[DIRECTIONS] With the line containing "across several checks." as the start and the line containing "value.trim().is_empty()" as the end, transcribe that span of the entries below exactly, including both.
=======
//! Form validation helpers.
//!
//! Every check collects [`FieldViolation`]s instead of failing fast so the
//! caller can show all missing fields at once.

use serde::{Deserialize, Serialize};

use crate::error::CoreError;

/// A single field-level rule violation.
#[derive(Debug, Clone, PartialEq, Eq, Serialize, Deserialize)]
pub struct FieldViolation {
    pub field: String,
    pub message: String,
}

impl FieldViolation {
    pub fn new(field: &str, message: impl Into<String>) -> Self {
        Self {
            field: field.to_string(),
            message: message.into(),
        }
    }
}

/// Accumulates violations across several checks.
#[derive(Debug, Default)]
pub struct Violations(Vec<FieldViolation>);

impl Violations {
    pub fn new() -> Self {
        Self::default()
    }

    /// Record a violation when `value` is empty or whitespace-only.
    pub fn require_non_blank(&mut self, field: &str, value: &str, message: &str) -> &mut Self {
        if is_blank(value) {
            self.0.push(FieldViolation::new(field, message));
        }
        self
    }

    pub fn push(&mut self, field: &str, message: impl Into<String>) -> &mut Self {
        self.0.push(FieldViolation::new(field, message));
        self
    }

    /// `Ok(())` when nothing was recorded, otherwise a [`CoreError::Validation`]
    /// carrying every violation in the order it was found.
    pub fn into_result(self) -> Result<(), CoreError> {
        if self.0.is_empty() {
            Ok(())
        } else {
            Err(CoreError::Validation(self.0))
        }
    }
}

/// `true` for empty and whitespace-only strings.
pub fn is_blank(value: &str) -> bool {
    value.trim().is_empty()
}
=======
[SOLUTION]
/// Accumulates violations across several checks.
#[derive(Debug, Default)]
pub struct Violations(Vec<FieldViolation>);

impl Violations {
    pub fn new() -> Self {
        Self::default()
    }

    /// Record a violation when `value` is empty or whitespace-only.
    pub fn require_non_blank(&mut self, field: &str, value: &str, message: &str) -> &mut Self {
        if is_blank(value) {
            self.0.push(FieldViolation::new(field, message));
        }
        self
    }

    pub fn push(&mut self, field: &str, message: impl Into<String>) -> &mut Self {
        self.0.push(FieldViolation::new(field, message));
        self
    }

    /// `Ok(())` when nothing was recorded, otherwise a [`CoreError::Validation`]
    /// carrying every violation in the order it was found.
    pub fn into_result(self) -> Result<(), CoreError> {
        if self.0.is_empty() {
            Ok(())
        } else {
            Err(CoreError::Validation(self.0))
        }
    }
}

/// `true` for empty and whitespace-only strings.
pub fn is_blank(value: &str) -> bool {
    value.trim().is_empty()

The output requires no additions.